◆ Work instruction: Produce as output only the lines below starting at the line with "to start engine" and continuing through the line with "for a finished game", each one exactly as written.

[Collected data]
BEGIN

//! Error types for the reference engine client

use std::io;

use thiserror::Error;

/// Errors talking to the reference engine
///
/// Every variant is fatal for the game in progress. Nothing is retried
/// here; the caller drops the engine and may start a new process.
#[derive(Error, Debug)]
pub enum EngineError {
    /// The engine executable could not be launched
    #[error("Failed to start engine at {path}: {source}")]
    Spawn {
        path: String,
        #[source]
        source: io::Error,
    },

    /// Reading from or writing to the engine pipes failed
    #[error("Engine I/O error: {0}")]
    Io(#[source] io::Error),

    /// The engine closed its pipes, exited or printed output that could not be read
    #[error("Engine process terminated unexpectedly")]
    Terminated,

    /// The engine answered `bestmove (none)` for a position that has moves
    #[error("Engine returned no move for a non-terminal position")]
    NoMove,

    /// The engine proposed a move that is not legal in the position sent
    #[error("Engine returned illegal move {uci}")]
    IllegalBestMove { uci: String },

    /// A search was requested for a finished game
    #[error("Cannot search a finished game")]
    GameOver,
}

impl From<io::Error> for EngineError {
    fn from(err: io::Error) -> Self {
        match err.kind() {
            io::ErrorKind::BrokenPipe | io::ErrorKind::UnexpectedEof => EngineError::Terminated,
            _ => EngineError::Io(err),
        }
    }
}

/// Result type alias for engine operations
pub type EngineResult<T> = Result<T, EngineError>;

END

◆ Answer to this problem:
    #[error("Failed to start engine at {path}: {source}")]
    Spawn {
        path: String,
        #[source]
        source: io::Error,
    },

    /// Reading from or writing to the engine pipes failed
    #[error("Engine I/O error: {0}")]
    Io(#[source] io::Error),

    /// The engine closed its pipes, exited or printed output that could not be read
    #[error("Engine process terminated unexpectedly")]
    Terminated,

    /// The engine answered `bestmove (none)` for a position that has moves
    #[error("Engine returned no move for a non-terminal position")]
    NoMove,

    /// The engine proposed a move that is not legal in the position sent
    #[error("Engine returned illegal move {uci}")]
    IllegalBestMove { uci: String },

    /// A search was requested for a finished game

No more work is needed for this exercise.